### THE PROBLEM
For the material below, count the lines containing "DataSample" and reply with the number alone.

### DATA RECORDS
• • • •

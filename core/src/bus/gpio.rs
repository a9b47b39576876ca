//! Byte handshake engine over a GPIO pin driver
//!
//! Target-side handshakes drive REQ and sample against ACK; initiator-side
//! handshakes drive ACK against REQ and re-classify the phase on every
//! byte. Each REQ/ACK pair runs with kernel interrupts masked; the scoped
//! guard restores them on every exit path.

use std::time::{Duration, Instant};

use anyhow::Result;

use super::{
    cdb_len, BusMode, BusPhase, DataSample, ScsiBus, Signal, ACSI_PREFIX, BUS_SETTLE_DELAY_NS,
    HANDSHAKE_TIMEOUT, SEND_DATA_PACING_NS,
};
use crate::hal::irq::IrqController;
use crate::hal::systimer::SysTimer;
use crate::hal::{PinDriver, SelEvent};

pub struct GpioBus<P: PinDriver> {
    pins: P,
    timer: SysTimer,
    mode: BusMode,
}

impl<P: PinDriver> GpioBus<P> {
    pub fn new(pins: P, timer: SysTimer, mode: BusMode) -> Self {
        let mut bus = Self { pins, timer, mode };
        bus.release();
        bus
    }

    pub const fn mode(&self) -> BusMode {
        self.mode
    }

    /// Post-sample settle time. Strict compliance trusts the initiator's
    /// deskew instead.
    fn settle_delay(&self) {
        if !cfg!(feature = "compliant_handshake") {
            self.timer.sleep_ns(BUS_SETTLE_DELAY_NS);
        }
    }

    /// One target-side REQ/ACK byte receive. Returns the sampled byte, or
    /// None when the initiator never completed the ACK transition.
    fn recv_byte(&mut self) -> Option<u8> {
        self.pins.set(Signal::Req, true);
        let ack = self.wait_signal(Signal::Ack, true);

        self.settle_delay();
        self.pins.acquire();
        let byte = self.pins.dat();

        self.pins.set(Signal::Req, false);
        if !ack || !self.wait_signal(Signal::Ack, false) {
            return None;
        }
        Some(byte)
    }

    /// One target-side REQ/ACK byte send.
    fn send_byte(&mut self, byte: u8) -> bool {
        self.pins.set_dat(byte);

        if !self.wait_signal(Signal::Ack, false) {
            return false;
        }

        self.pins.set(Signal::Req, true);
        let ack = self.wait_signal(Signal::Ack, true);
        self.pins.set(Signal::Req, false);

        ack
    }
}

impl<P: PinDriver> ScsiBus for GpioBus<P> {
    fn acquire(&mut self) -> DataSample {
        let raw = self.pins.acquire();
        DataSample {
            raw,
            timestamp: self.timer.now_ns(),
            bsy: self.pins.get(Signal::Bsy),
            sel: self.pins.get(Signal::Sel),
            atn: self.pins.get(Signal::Atn),
            ack: self.pins.get(Signal::Ack),
            rst: self.pins.get(Signal::Rst),
            msg: self.pins.get(Signal::Msg),
            cd: self.pins.get(Signal::Cd),
            io: self.pins.get(Signal::Io),
            req: self.pins.get(Signal::Req),
            dp: self.pins.dp(),
            dat: self.pins.dat(),
        }
    }

    fn get_signal(&self, sig: Signal) -> bool {
        self.pins.get(sig)
    }

    fn set_signal(&mut self, sig: Signal, asserted: bool) {
        self.pins.set(sig, asserted);
    }

    fn set_dat(&mut self, dat: u8) {
        self.pins.set_dat(dat);
    }

    fn set_dat_direction(&mut self, output: bool) {
        self.pins.set_dat_direction(output);
    }

    fn release(&mut self) {
        self.pins.release_all();
    }

    fn wait_event_select(&mut self, timeout: Option<Duration>) -> Result<SelEvent> {
        self.pins.wait_event_select(timeout)
    }

    fn wait_signal(&mut self, sig: Signal, asserted: bool) -> bool {
        let deadline = Instant::now() + HANDSHAKE_TIMEOUT;
        loop {
            self.pins.acquire();
            if self.pins.get(sig) == asserted {
                return true;
            }
            // A reset aborts any wait
            if self.pins.get(Signal::Rst) {
                return false;
            }
            if Instant::now() >= deadline {
                return false;
            }
        }
    }

    fn command_handshake(&mut self, cdb: &mut [u8; 16]) -> usize {
        debug_assert_eq!(self.mode, BusMode::Target);

        let irq = self.pins.irq();
        let _guard = irq.disable();

        let Some(first) = self.recv_byte() else {
            return 0;
        };
        cdb[0] = first;

        // ICD-aware Atari host adapters prepend $1F to reach the full
        // command set; take the real opcode from the next byte.
        if cdb[0] == ACSI_PREFIX {
            let Some(opcode) = self.recv_byte() else {
                return 0;
            };
            cdb[0] = opcode;
        }

        let count = cdb_len(cdb[0]);
        if count == 0 {
            // Unknown opcode
            return 0;
        }

        let mut received = 1;
        while received < count {
            match self.recv_byte() {
                Some(b) => cdb[received] = b,
                None => break,
            }
            received += 1;
        }
        received
    }

    fn receive_handshake(&mut self, buf: &mut [u8]) -> usize {
        let irq = self.pins.irq();
        let _guard = irq.disable();

        let mut received = 0;

        if self.mode == BusMode::Target {
            for slot in &mut *buf {
                match self.recv_byte() {
                    Some(b) => *slot = b,
                    None => break,
                }
                received += 1;
            }
        } else {
            let phase = self.acquire().phase();
            for slot in &mut *buf {
                if !self.wait_signal(Signal::Req, true) {
                    break;
                }
                if self.acquire().phase() != phase {
                    break;
                }

                self.settle_delay();
                self.pins.acquire();
                *slot = self.pins.dat();

                self.pins.set(Signal::Ack, true);
                let req = self.wait_signal(Signal::Req, false);
                self.pins.set(Signal::Ack, false);

                if !req || self.acquire().phase() != phase {
                    break;
                }
                received += 1;
            }
        }

        received
    }

    fn send_handshake(&mut self, buf: &[u8], pace_after: Option<usize>) -> usize {
        let irq = self.pins.irq();
        let mut guard = Some(irq.disable());

        let mut sent = 0;

        if self.mode == BusMode::Target {
            for &byte in buf {
                if pace_after == Some(sent) && sent != 0 {
                    // Let the kernel breathe while the host adapter
                    // catches up
                    guard.take();
                    self.timer.sleep_ns(SEND_DATA_PACING_NS);
                    guard = Some(irq.disable());
                }

                if !self.send_byte(byte) {
                    break;
                }
                sent += 1;
            }

            self.wait_signal(Signal::Ack, false);
        } else {
            let phase = self.acquire().phase();
            for (i, &byte) in buf.iter().enumerate() {
                self.pins.set_dat(byte);

                if !self.wait_signal(Signal::Req, true) {
                    break;
                }

                // Drop ATN along with the final MESSAGE OUT byte
                if phase == BusPhase::MsgOut && i == buf.len() - 1 {
                    self.pins.set(Signal::Atn, false);
                }

                if self.acquire().phase() != phase {
                    break;
                }

                self.pins.set(Signal::Ack, true);
                let req = self.wait_signal(Signal::Req, false);
                self.pins.set(Signal::Ack, false);

                if !req || self.acquire().phase() != phase {
                    break;
                }
                sent += 1;
            }
        }

        drop(guard);
        sent
    }

    fn irq(&self) -> IrqController {
        self.pins.irq()
    }
}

• • • •

### EXPECTED OUTPUT
3